# DATA TO USE

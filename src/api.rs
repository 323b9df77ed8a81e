//! REST API Server for the statement assistant
//!
//! Exposes the conversation driver over HTTP so any chat bridge can forward
//! user events and render the replies.

use axum::{
    extract::{Path, State},
    http::StatusCode,
    routing::{get, post},
    Json, Router,
};
use base64::Engine as _;
use serde::{Deserialize, Serialize};
use std::sync::Arc;
use tower_http::cors::CorsLayer;
use tower_http::trace::TraceLayer;
use tracing::info;

use crate::conversation::{ConversationDriver, InboundEvent};
use crate::Result;

/// =============================
/// Request Models
/// =============================

/// Wire form of an inbound event; documents travel base64-encoded
#[derive(Debug, Clone, Serialize, Deserialize)]
#[serde(tag = "type", rename_all = "snake_case")]
pub enum EventRequest {
    Command { name: String },
    Text { text: String },
    Callback { data: String },
    Document { file_name: String, content_base64: String },
}

impl EventRequest {
    pub fn into_event(self) -> Result<InboundEvent> {
        Ok(match self {
            EventRequest::Command { name } => InboundEvent::Command { name },
            EventRequest::Text { text } => InboundEvent::Text { text },
            EventRequest::Callback { data } => InboundEvent::Callback { data },
            EventRequest::Document {
                file_name,
                content_base64,
            } => InboundEvent::Document {
                file_name,
                bytes: base64::engine::general_purpose::STANDARD.decode(content_base64.trim())?,
            },
        })
    }
}

/// =============================
/// Response Wrapper
/// =============================

#[derive(Debug, Serialize, Deserialize)]
pub struct ApiResponse {
    pub success: bool,
    pub data: Option<serde_json::Value>,
    pub error: Option<String>,
    pub timestamp: String,
}

impl ApiResponse {
    pub fn success<T: Serialize>(data: T) -> Self {
        Self {
            success: true,
            data: serde_json::to_value(data).ok(),
            error: None,
            timestamp: chrono::Utc::now().to_rfc3339(),
        }
    }

    pub fn error(message: String) -> Self {
        Self {
            success: false,
            data: None,
            error: Some(message),
            timestamp: chrono::Utc::now().to_rfc3339(),
        }
    }
}

/// =============================
/// API State
/// =============================

#[derive(Clone)]
pub struct ApiState {
    pub driver: Arc<ConversationDriver>,
}

/// =============================
/// Helpers
/// =============================

fn stable_uuid_from_string(input: &str) -> uuid::Uuid {
    use sha2::{Digest, Sha256};

    let hash = Sha256::digest(input.as_bytes());
    let mut bytes = [0u8; 16];
    bytes.copy_from_slice(&hash[..16]);

    // Set UUID version (4) and variant (RFC4122) bits.
    bytes[6] = (bytes[6] & 0x0f) | 0x40;
    bytes[8] = (bytes[8] & 0x3f) | 0x80;

    uuid::Uuid::from_bytes(bytes)
}

/// Chat ids from bridges are usually numeric; map them to stable UUIDs
pub fn conversation_uuid(value: &str) -> uuid::Uuid {
    let value = value.trim();
    uuid::Uuid::parse_str(value).unwrap_or_else(|_| stable_uuid_from_string(value))
}

/// =============================
/// Health Endpoint
/// =============================

async fn health() -> Json<serde_json::Value> {
    Json(serde_json::json!({
        "status": "healthy",
        "timestamp": chrono::Utc::now().to_rfc3339()
    }))
}

/// =============================
/// Conversation Endpoints
/// =============================

async fn post_event(
    State(state): State<ApiState>,
    Path(conversation_id): Path<String>,
    Json(req): Json<EventRequest>,
) -> (StatusCode, Json<ApiResponse>) {
    let conversation = conversation_uuid(&conversation_id);

    let event = match req.into_event() {
        Ok(event) => event,
        Err(e) => {
            return (
                StatusCode::BAD_REQUEST,
                Json(ApiResponse::error(e.user_message())),
            )
        }
    };

    info!(%conversation, event = event.kind(), "Received conversation event");

    let replies = state.driver.handle(conversation, event).await;
    (
        StatusCode::OK,
        Json(ApiResponse::success(serde_json::json!({
            "conversation_id": conversation.to_string(),
            "replies": replies,
        }))),
    )
}

async fn delete_conversation(
    State(state): State<ApiState>,
    Path(conversation_id): Path<String>,
) -> (StatusCode, Json<ApiResponse>) {
    let conversation = conversation_uuid(&conversation_id);
    match state.driver.forget(conversation).await {
        Ok(()) => (
            StatusCode::OK,
            Json(ApiResponse::success(serde_json::json!({
                "conversation_id": conversation.to_string(),
            }))),
        ),
        Err(e) => (
            StatusCode::INTERNAL_SERVER_ERROR,
            Json(ApiResponse::error(format!("Failed to reset conversation: {}", e))),
        ),
    }
}

/// =============================
/// Router
/// =============================

pub fn create_router(driver: Arc<ConversationDriver>) -> Router {
    let state = ApiState { driver };

    Router::new()
        .route("/health", get(health))
        .route("/api/conversations/:conversation_id/events", post(post_event))
        .route(
            "/api/conversations/:conversation_id",
            axum::routing::delete(delete_conversation),
        )
        .with_state(state)
        .layer(TraceLayer::new_for_http())
        .layer(CorsLayer::permissive())
}

/// =============================
/// Server Startup
/// =============================

pub async fn start_server(
    driver: Arc<ConversationDriver>,
    port: u16,
) -> std::result::Result<(), Box<dyn std::error::Error>> {
    let router = create_router(driver);

    let listener = tokio::net::TcpListener::bind(format!("0.0.0.0:{}", port)).await?;

    info!("API Server listening on http://0.0.0.0:{}", port);
    info!("Local: http://127.0.0.1:{}", port);

    axum::serve(listener, router).await?;

    Ok(())
}

#[cfg(test)]
mod tests {
    use super::*;
    use crate::advice::AdviceService;
    use crate::conversation::InMemoryConversationStore;
    use crate::extraction::{NoOcr, TextExtractor};
    use crate::gateway::testing::{gateway_with, ScriptedBackend};
    use crate::pipeline::DocumentPipeline;
    use axum::body::Body;
    use axum::http::Request;
    use tower::ServiceExt;

    const SUMMARY_JSON: &str = r#"{"resumen": {"saldo_inicial": 1000, "saldo_final": 812.53, "total_ingresos": 500, "total_egresos": 687.47},
 "transacciones": [{"fecha": "2024-05-02", "descripcion": "PAGO PRESTAMO", "monto": 400, "tipo": "egreso", "categoria_sugerida": "Préstamo"}]}"#;

    fn router(responses: &[&str]) -> Router {
        let backend = Arc::new(ScriptedBackend::replying(responses));
        let gateway = Arc::new(gateway_with(backend, 3));
        let pipeline = Arc::new(DocumentPipeline::new(
            TextExtractor::new(Arc::new(NoOcr)),
            gateway.clone(),
        ));
        let driver = ConversationDriver::new(
            pipeline,
            Arc::new(AdviceService::new(gateway)),
            Arc::new(InMemoryConversationStore::new()),
        );
        create_router(Arc::new(driver))
    }

    async fn post_json(app: Router, uri: &str, body: serde_json::Value) -> (StatusCode, serde_json::Value) {
        let response = app
            .oneshot(
                Request::builder()
                    .method("POST")
                    .uri(uri)
                    .header("content-type", "application/json")
                    .body(Body::from(body.to_string()))
                    .unwrap(),
            )
            .await
            .unwrap();
        let status = response.status();
        let bytes = axum::body::to_bytes(response.into_body(), usize::MAX)
            .await
            .unwrap();
        (status, serde_json::from_slice(&bytes).unwrap())
    }

    #[test]
    fn test_conversation_uuid_is_stable() {
        let a = conversation_uuid("123456789");
        assert_eq!(a, conversation_uuid("123456789"));
        assert_ne!(a, conversation_uuid("987654321"));
        assert_eq!(a.get_version_num(), 4);

        let explicit = uuid::Uuid::new_v4();
        assert_eq!(conversation_uuid(&explicit.to_string()), explicit);
    }

    #[test]
    fn test_document_request_decodes_base64() {
        let req: EventRequest = serde_json::from_value(serde_json::json!({
            "type": "document",
            "file_name": "estado.txt",
            "content_base64": "U2FsZG8gMTA="
        }))
        .unwrap();
        match req.into_event().unwrap() {
            InboundEvent::Document { file_name, bytes } => {
                assert_eq!(file_name, "estado.txt");
                assert_eq!(bytes, b"Saldo 10");
            }
            other => panic!("unexpected event {:?}", other),
        }
    }

    #[tokio::test]
    async fn test_health() {
        let response = router(&[])
            .oneshot(Request::builder().uri("/health").body(Body::empty()).unwrap())
            .await
            .unwrap();
        assert_eq!(response.status(), StatusCode::OK);
    }

    #[tokio::test]
    async fn test_document_event_returns_summary_and_menu() {
        let (status, body) = post_json(
            router(&[SUMMARY_JSON]),
            "/api/conversations/42/events",
            serde_json::json!({
                "type": "document",
                "file_name": "estado.txt",
                "content_base64": "U2FsZG8gZmluYWwgODEyLjUz"
            }),
        )
        .await;

        assert_eq!(status, StatusCode::OK);
        assert_eq!(body["success"], true);
        assert_eq!(
            body["data"]["conversation_id"],
            conversation_uuid("42").to_string()
        );
        let replies = body["data"]["replies"].as_array().unwrap();
        assert!(replies[0]["text"]
            .as_str()
            .unwrap()
            .contains("Saldo Final: 812.53"));
        let buttons: Vec<&str> = replies[1]["keyboard"]
            .as_array()
            .unwrap()
            .iter()
            .flat_map(|row| row.as_array().unwrap())
            .map(|b| b["callback_data"].as_str().unwrap())
            .collect();
        assert!(buttons.contains(&"plan_deudas"));
    }

    #[tokio::test]
    async fn test_invalid_base64_is_bad_request() {
        let (status, body) = post_json(
            router(&[]),
            "/api/conversations/42/events",
            serde_json::json!({
                "type": "document",
                "file_name": "estado.pdf",
                "content_base64": "%%% not base64 %%%"
            }),
        )
        .await;
        assert_eq!(status, StatusCode::BAD_REQUEST);
        assert_eq!(body["success"], false);
    }

    #[tokio::test]
    async fn test_command_event() {
        let (status, body) = post_json(
            router(&[]),
            "/api/conversations/chat-7/events",
            serde_json::json!({"type": "command", "name": "/start"}),
        )
        .await;
        assert_eq!(status, StatusCode::OK);
        assert!(body["data"]["replies"][0]["text"]
            .as_str()
            .unwrap()
            .starts_with("¡Bienvenido!"));
    }
}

# PROMPT
Looking back over the data above, restate word for word the lines that begin at the line with "use tower_http::trace::TraceLayer;" and end at the line with "#[derive(Debug, Serialize, Deserialize)]", inclusive.

# EXERCISE ANSWER
use tower_http::trace::TraceLayer;
use tracing::info;

use crate::conversation::{ConversationDriver, InboundEvent};
use crate::Result;

/// =============================
/// Request Models
/// =============================

/// Wire form of an inbound event; documents travel base64-encoded
#[derive(Debug, Clone, Serialize, Deserialize)]
#[serde(tag = "type", rename_all = "snake_case")]
pub enum EventRequest {
    Command { name: String },
    Text { text: String },
    Callback { data: String },
    Document { file_name: String, content_base64: String },
}

impl EventRequest {
    pub fn into_event(self) -> Result<InboundEvent> {
        Ok(match self {
            EventRequest::Command { name } => InboundEvent::Command { name },
            EventRequest::Text { text } => InboundEvent::Text { text },
            EventRequest::Callback { data } => InboundEvent::Callback { data },
            EventRequest::Document {
                file_name,
                content_base64,
            } => InboundEvent::Document {
                file_name,
                bytes: base64::engine::general_purpose::STANDARD.decode(content_base64.trim())?,
            },
        })
    }
}

/// =============================
/// Response Wrapper
/// =============================

#[derive(Debug, Serialize, Deserialize)]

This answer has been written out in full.